Williams made his major league debut on April 26, 1966, striking out against the Los Angeles Dodgers’ Sandy Koufax in his first at-bat. His first hit was on May 7, an RBI single off San Francisco’s Juan Marichal, like Koufax a future Hall of Famer.

“I can remember my first big league hit, but when you only get three you can remember them all,” he told the Houston Chronicle.

Williams played in 14 major league games, going 3 for 13 (.231) with one RBI.

He was traded to Cincinnati and spent 1968 at Triple-A Indianapolis, then was taken by Montreal in the expansion draft and played for Triple-A Vancouver in 1969.

A baseball manager kicks at the dirt in front of an umpire.
Jimy Williams argues with the umpire during the 1999 American League Championship Series. (Associated Press)

His playing career cut short by a shoulder injury, Williams became a manager for the California Angels at Class A Quad Cities of the Midwest League in 1974 and after six seasons managing in the minors became Bobby Mattick’s third base coach with Toronto in 1980 before assuming the manager’s role in 1986.

Toronto went 86-76 in his first season and had a 3 1/2-game AL East lead with seven games left in 1987 but went 0-7 and finished two games behind Detroit. The Blue Jays went 87-75 in 1988 and Williams was replaced by Gaston early in the 1989 season. Williams had clashed several times with star George Bell, who didn’t want to be a designated hitter.

Williams returned to the Braves as Cox’s third base coach from 1991-96, memorably giving Sid Bream the green light for the pennant-winning run on Francisco Cabrera’s single that beat Barry Bonds’ throw from left field and won Game 7 of the 1992 NL Championship Series against Pittsburgh. The Blue Jays, with Gaston as manager, would defeat those Braves for the first of their two World Series championships.

Williams replaced Kevin Kennedy as Boston’s manager after the 1996 season. The Red Sox won 78 games in his first season and then had consecutive 90-win seasons. They rallied from a 0-2 deficit to beat Cleveland in a 1999 Division Series.

“I probably see life a lot differently than when I was with Toronto,” he said after earning Manager of the Year, “maybe not so excitable, from a standpoint of having to say something all the time.”

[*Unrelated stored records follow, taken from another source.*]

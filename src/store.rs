//! Result persistence for recurring jobs
//!
//! A small filesystem seam so the scheduler can be exercised against
//! temporary directories in tests. Writes are small PNG blobs; the disk
//! implementation stays synchronous and is only ever called from the
//! scheduler loop.

use crate::Result;
use std::fs;
use std::path::Path;

/// Filesystem operations the scheduler needs for result persistence.
pub trait ResultStore: Send + Sync {
    /// Create the directory if it does not exist (idempotent).
    fn ensure_dir(&self, dir: &Path) -> Result<()>;

    /// Write one result blob.
    fn write(&self, path: &Path, bytes: &[u8]) -> Result<()>;

    /// File names (not paths) directly inside `dir`.
    fn list(&self, dir: &Path) -> Result<Vec<String>>;

    /// Delete one result file.
    fn remove(&self, path: &Path) -> Result<()>;
}

/// `ResultStore` over the real filesystem.
pub struct DiskStore;

impl ResultStore for DiskStore {
    fn ensure_dir(&self, dir: &Path) -> Result<()> {
        fs::create_dir_all(dir)?;
        Ok(())
    }

    fn write(&self, path: &Path, bytes: &[u8]) -> Result<()> {
        fs::write(path, bytes)?;
        Ok(())
    }

    fn list(&self, dir: &Path) -> Result<Vec<String>> {
        let mut names = Vec::new();
        for entry in fs::read_dir(dir)? {
            let entry = entry?;
            if entry.file_type()?.is_file() {
                names.push(entry.file_name().to_string_lossy().into_owned());
            }
        }
        Ok(names)
    }

    fn remove(&self, path: &Path) -> Result<()> {
        fs::remove_file(path)?;
        Ok(())
    }
}
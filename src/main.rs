//! Command-line entry point for one-shot and recurring captures.

#[cfg(feature = "cdp")]
mod cli {
    use clap::{Parser, Subcommand};
    use log::info;
    use std::path::PathBuf;
    use std::time::Duration;
    use webshot::{
        CaptureTarget, CaptureTask, JobConfig, Service, ServiceConfig, Viewport,
    };

    #[derive(Parser)]
    #[command(name = "webshot", about = "Capture web page screenshots with headless Chrome")]
    struct Cli {
        /// Maximum number of captures running concurrently
        #[arg(long, default_value_t = 5)]
        max_concurrent: usize,

        #[command(subcommand)]
        command: Command,
    }

    #[derive(Subcommand)]
    enum Command {
        /// Capture a single page and write the PNG to a file
        Shot {
            /// Page URL to capture
            url: String,
            /// Output file
            #[arg(short, long)]
            output: PathBuf,
            #[arg(long, default_value_t = 1920)]
            width: u32,
            #[arg(long, default_value_t = 1080)]
            height: u32,
            /// Capture only this element
            #[arg(long)]
            selector: Option<String>,
            /// Capture the full page height
            #[arg(long)]
            full_page: bool,
            /// Extra settle time after navigation, in milliseconds
            #[arg(long)]
            wait_for: Option<u64>,
            /// Abandon the capture after this many milliseconds
            #[arg(long)]
            deadline_ms: Option<u64>,
        },
        /// Run a recurring capture for a number of cycles, then stop
        Watch {
            /// Page URL to capture
            url: String,
            /// Directory results are written to
            #[arg(short, long)]
            dir: PathBuf,
            /// Delay between captures, in milliseconds
            #[arg(long, default_value_t = 5000)]
            interval: u64,
            /// Keep at most this many result files
            #[arg(long)]
            keep: Option<usize>,
            /// Stop after this many captures
            #[arg(long, default_value_t = 3)]
            cycles: u64,
        },
    }

    pub async fn run() -> anyhow::Result<()> {
        env_logger::init();
        let cli = Cli::parse();

        let config = ServiceConfig {
            max_concurrent_jobs: cli.max_concurrent,
            ..Default::default()
        };
        let service = Service::with_cdp(config);

        match cli.command {
            Command::Shot {
                url,
                output,
                width,
                height,
                selector,
                full_page,
                wait_for,
                deadline_ms,
            } => {
                let mut target = CaptureTarget::new(url);
                target.viewport = Viewport { width, height };
                target.selector = selector;
                target.full_page = full_page;
                target.wait_for_ms = wait_for;

                let mut task = CaptureTask::page(target);
                if let Some(ms) = deadline_ms {
                    task = task.deadline(Duration::from_millis(ms));
                }

                let png = service.queue.submit(task).await?;
                std::fs::write(&output, &png)?;
                info!("wrote {} bytes to {}", png.len(), output.display());
            }
            Command::Watch {
                url,
                dir,
                interval,
                keep,
                cycles,
            } => {
                let mut job = JobConfig::new("watch", url, dir);
                job.interval_ms = interval;
                job.max_retained = keep;

                let id = service.scheduler.start(job)?;
                loop {
                    tokio::time::sleep(Duration::from_millis(200)).await;
                    let done = service
                        .scheduler
                        .status(&id)
                        .map(|s| s.result_count >= cycles)
                        .unwrap_or(true);
                    if done {
                        break;
                    }
                }
                service.scheduler.stop(&id);

                // Let the loop observe the stop flag before reporting.
                while service
                    .scheduler
                    .status(&id)
                    .map(|s| s.is_running)
                    .unwrap_or(false)
                {
                    tokio::time::sleep(Duration::from_millis(100)).await;
                }

                println!("{}", serde_json::to_string_pretty(&service.status())?);
            }
        }
        Ok(())
    }
}

#[cfg(feature = "cdp")]
#[tokio::main]
async fn main() -> anyhow::Result<()> {
    cli::run().await
}

#[cfg(not(feature = "cdp"))]
fn main() {
    eprintln!("webshot was built without the `cdp` feature; no engine backend is available");
    std::process::exit(1);
}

A baseball player slides into base.
Williams (3) protests the umpire’s call after Blue Jays runner George Bell is ruled out in a game in 1985. (Associated Press)

Boston won 85 games in 2000, and Williams was fired in August 2001 with the team at 65-53.

Williams was hired that fall by the Astros, and after two winning seasons he was fired with the Astros at 44-44 in 2004. He was terminated a day after fans at Minute Maid Park booed him when he was introduced as a coach at the All-Star Game.

Williams’ managing record was 910-790.

He spent 2005 and ’06 as a Tampa Bay roving instructor and was Charlie Manuel’s bench coach for Philadelphia in 2007 and ’08, earning a World Series ring in his second season.

Sons Shawn and Brady both played in the minor leagues, and Brady is Tampa Bay’s third base coach while Shawn is a former minor league manager. In addition to his sons, Williams is survived by Peggy, his wife of 47 years; daughters Monica Farr and Jenna Williams; and eight grandchildren. Monica was an All-America swimmer at Texas A&M who won a pair of gold medals at the World University Games.